There are all sorts of reasons individuals choose to sell operating businesses. Nonetheless, the real reason and the one they say to you might be 2 completely different things. For instance, they may state "I have way too many various commitments" or "I am retiring". For many sellers, these factors stand. However, for some, these might simply be excuses to attempt to hide the reality of altering demographics, increased competition, current decrease in incomes, or an array of various other factors. This is why it is extremely vital that you not rely totally on a vendor's word, however instead, use the seller's answer together with your total due diligence.
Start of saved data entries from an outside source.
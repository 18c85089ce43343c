//! Mapping of a classified query (plus an optional caller hint) onto an
//! upstream action and API version.

use std::str::FromStr;

use serde::Serialize;

use super::classify::QueryKind;

/// Upstream action, sent as the `action` parameter.
#[derive(Clone, Copy, Debug, PartialEq, Eq, Hash, Serialize)]
#[serde(rename_all = "snake_case")]
pub enum Action {
    Context,
    Search,
    Bilateral,
    BilateralConflictCoverage,
}

impl std::fmt::Display for Action {
    fn fmt(&self, f: &mut std::fmt::Formatter<'_>) -> std::fmt::Result {
        write!(
            f,
            "{}",
            match self {
                Action::Context => "context",
                Action::Search => "search",
                Action::Bilateral => "bilateral",
                Action::BilateralConflictCoverage => "bilateral_conflict_coverage",
            }
        )?;
        Ok(())
    }
}

/// Upstream API version. V2 endpoints live under a `/v2` path suffix.
#[derive(Clone, Copy, Debug, PartialEq, Eq, Serialize)]
pub enum ApiVersion {
    V1 = 1,
    V2 = 2,
}

impl ApiVersion {
    pub fn path_suffix(&self) -> &'static str {
        match self {
            ApiVersion::V1 => "",
            ApiVersion::V2 => "/v2",
        }
    }
}

impl Action {
    /// The canonical API version for this action.
    pub fn api_version(&self) -> ApiVersion {
        match self {
            Action::Context | Action::BilateralConflictCoverage => ApiVersion::V2,
            Action::Search | Action::Bilateral => ApiVersion::V1,
        }
    }
}

/// Mode explicitly requested by the caller.
#[derive(Clone, Copy, Debug, PartialEq, Eq, Serialize)]
#[serde(rename_all = "lowercase")]
pub enum ModeHint {
    /// The default mode; carries no preference over inference.
    Context,
    Search,
    Bilateral,
    /// Bilateral conflict coverage.
    Bbva,
}

impl FromStr for ModeHint {
    type Err = ();

    fn from_str(s: &str) -> Result<Self, Self::Err> {
        match s.trim().to_lowercase().as_str() {
            "context" => Ok(ModeHint::Context),
            "search" => Ok(ModeHint::Search),
            "bilateral" => Ok(ModeHint::Bilateral),
            "bbva" | "bilateral_conflict_coverage" => Ok(ModeHint::Bbva),
            _ => Err(()),
        }
    }
}

/// The concrete upstream call a query resolves to.
#[derive(Clone, Debug, PartialEq, Eq, Serialize)]
pub struct ModeResolution {
    pub action: Action,
    pub api_version: ApiVersion,
    /// Codes for country/bilateral queries, words for topics.
    pub tokens: Vec<String>,
}

impl ModeResolution {
    /// Resolves `kind` to an action.
    ///
    /// A `Search` hint always wins. `Bilateral` and `Bbva` hints are honored
    /// only when the query carries two codes; otherwise inference decides.
    pub fn resolve(kind: &QueryKind, hint: Option<ModeHint>) -> Self {
        let inferred = match kind {
            QueryKind::BilateralDirectional(..) => Action::BilateralConflictCoverage,
            QueryKind::Bilateral(..) => Action::Bilateral,
            QueryKind::Country(_) | QueryKind::Topic(_) => Action::Context,
        };
        let honored = match (hint, kind.pair()) {
            (Some(ModeHint::Search), _) => Some(Action::Search),
            (Some(ModeHint::Bilateral), Some(_)) => Some(Action::Bilateral),
            (Some(ModeHint::Bbva), Some(_)) => Some(Action::BilateralConflictCoverage),
            (Some(h @ (ModeHint::Bilateral | ModeHint::Bbva)), None) => {
                tracing::debug!("Mode hint {:?} needs two codes, using {}", h, inferred);
                None
            }
            _ => None,
        };
        let action = honored.unwrap_or(inferred);
        Self {
            action,
            api_version: action.api_version(),
            tokens: kind.tokens(),
        }
    }
}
This will repaint a much more sensible picture of the business's current situation.
Existing Debts and Future Obligations
If the current entity is in debt, which many companies are, then you will have reason to consider this when valuating/preparing your deal. Numerous companies borrow money so as to cover items such as stock, payroll, accounts payable, and so on. Bear in mind that in some cases this can suggest that earnings margins are too thin. Numerous organisations fall into a revolving door of taking loans as a way to pay back various other loans. Along with debts, there may additionally be future commitments to consider. There may be an outstanding lease on equipment or the building where the business resides. The business might have existing contracts with suppliers that must be satisfied or may result in charges if terminated early.
Understanding the Customer Base, Competition and Area Demographics
Exactly how do companies in the area bring in new consumers? Many times, operating businesses have repeat customers, which create the core of their everyday profits. Certain aspects such as brand-new competitors growing up around the location, road building and construction, and employee turn over can impact repeat customers as well as negatively affect future profits. One essential point to think about is the placement of the business. Is it in a highly trafficked shopping mall, or is it hidden from the main road? Undoubtedly, the more individuals that see the business often, the higher the possibility to develop a returning consumer base. A final thought is the general area demographics. Is the business located in a densely inhabited city, or is it located on the edge of town? How might the neighborhood mean family earnings influence future revenue potential?